In keeping with previous observations in pediatric patients1,3,21,22 we showed that the incidence of leukemia relapse after transplantation was significantly higher in all patients with molecularly detectable residual disease before the conditioning regimen. Indeed, the relapse rate was negligible in patients who were in molecular remission before transplantation while 46% of patients relapsed if any level of MRD, no matter the amount, was detectable at this time. In fact, by multivariate analysis, the PCR negativity before the conditioning regimen proved to be the only significant predictor of clinical and molecular complete remission at day 100 after transplantation. This observation highlights the need to deliver therapeutic programs that can achieve molecular remission before transplantation. This is particularly important for patients bearing the t(9;22) chromosome translocation who may benefit from the early addition of imatinib 23,24 or the newer tyrosine kinase inhibitors to the chemotherapeutic programs offered at diagnosis.25,26
The second insight comes from the kinetics of MRD clearance. The relapse rate among patients who achieved PCR negativity by day +100 post-transplantation was significantly lower than that among patients who never achieved or rapidly lost molecular remission. Although the probability of converting to a stable PCR negative remission was higher among patients with a lower MRD level at conditioning, almost half the patients with high levels of MRD before transplantation achieved a molecular remission by day +100. This result clearly reflects the biological heterogeneity of ALL cells in terms of sensitivity to both the conditioning regimens (chemoradiotherapy in most of our cases) and the immune-mediated graft-versus-leukemia effect. This latter mechanism probably also explains some of the cases of late and durable clearance of MRD, which albeit rarely, were occasionally seen in our patients. At variance to what has previously been reported,2 our results indicate that the check point at day +100, rather than earlier time points, should be considered crucial for subsequent therapeutic decisions. In fact, patients not achieving a molecular remission at this time point should be selected for early discontinuation of immune suppression and possibly given infusions of donor lymphocytes or leukemia-specific cytotoxic T-lymphocytes,27 natural killer cells28 or molecularly targeted drugs, when indicated. Unlike other analyses, our results pertain only to adult patients at high risk of leukemia relapse either because of the presence of adverse cytogenetic abnormalities (i.e., t(9;22) or t(4;11)) or because of the persistence of molecularly detectable MRD after consolidation chemotherapy. It should be said that the adverse clinical and biological features of our patients may represent a negative selection bias, leading to an underestimation of the therapeutic potential of allogeneic HSCT. In addition, a major limitation to the molecular evaluation of MRD is the enormous amount of laboratory work which requires highly specialized and fully committed staff.29
In conclusion, sequential and prospective MRD evaluation may be of crucial importance for accurate clinical monitoring after allogeneic HSCT since it may not only reveal a pending leukemia relapse in advance but also, more importantly, it may provide a guide to early post-transplantation treatment. Nonetheless, the number of patients analyzed in this study is limited and so our results must be considered preliminary and not definitive. A prospective trial is currently underway to confirm our findings.
Footnotes
- Authors’ Contributions OS, BP, MT, VG performed the molecular analyses; AS and MCZ produced the cell preparations and performed immunophenotyping; EO performed the statistical analysis, AG, TI, CM followed the patients and provided blood and marrow samples; GR, PF, GL-D, EA designed the study and revised the manuscript; TB and RB applied for funding and critically revised the manuscript; OS and AR planned the project, supervised the work and wrote the manuscript.

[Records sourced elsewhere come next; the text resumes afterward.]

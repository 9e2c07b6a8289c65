//! Identity matching against the trained appearance model.

use crate::features::chi_square;
use crate::model::AppearanceModel;
use crate::types::{MatchCandidate, CONFIDENCE_REJECT_THRESHOLD};

/// Map a chi-square distance to a bounded [0, 100] confidence.
///
/// Monotonically non-increasing in distance, floored at 0.
pub fn confidence_from_distance(distance: f32) -> f32 {
    (100.0 - distance.min(100.0)).max(0.0)
}

/// Strategy for matching a probe feature vector against a model.
pub trait Matcher {
    /// Returns the accepted best match, or `None` when the model is empty
    /// or the best match falls below the rejection threshold. A
    /// low-confidence face must never be attributed to an identity.
    fn compare(&self, probe: &[f32], model: &AppearanceModel) -> Option<MatchCandidate>;
}

/// Nearest-neighbor matcher over the model's reference set.
pub struct NearestMatcher {
    reject_below: f32,
}

impl NearestMatcher {
    pub fn new(reject_below: f32) -> Self {
        Self { reject_below }
    }
}

impl Default for NearestMatcher {
    fn default() -> Self {
        Self::new(CONFIDENCE_REJECT_THRESHOLD)
    }
}

impl Matcher for NearestMatcher {
    fn compare(&self, probe: &[f32], model: &AppearanceModel) -> Option<MatchCandidate> {
        let mut best: Option<(i64, f32)> = None;

        for entry in &model.entries {
            if entry.features.len() != probe.len() {
                // Parameter drift between model and probe; never match on it.
                continue;
            }
            let distance = chi_square(&entry.features, probe);
            let closer = match best {
                None => true,
                Some((_, d)) => distance < d,
            };
            if closer {
                best = Some((entry.label, distance));
            }
        }

        let (label, distance) = best?;
        let confidence = confidence_from_distance(distance);
        if confidence < self.reject_below {
            tracing::debug!(label, confidence, distance, "match rejected below threshold");
            return None;
        }

        Some(MatchCandidate {
            label,
            confidence,
            distance,
        })
    }
}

- Conflict of Interest The authors reported no potenatial conflicts of interest.
- Funding: this work was supported in part by grants from the Associazione Italiana per la Ricerca contro il Cancro (AIRC) to RB and AR, and the Associazione Italiana Lotta alla Leucemia (AIL) Bergamo - sezione Paolo Belli, European LeukemiaNet Sixth Framework Programme LSH-2002-2.2.0-3 and Fondazione Guido Berlucchi to RB. We also thank the generous contribution from Dr EC.
- Received October 25, 2006.
- Accepted February 14, 2007.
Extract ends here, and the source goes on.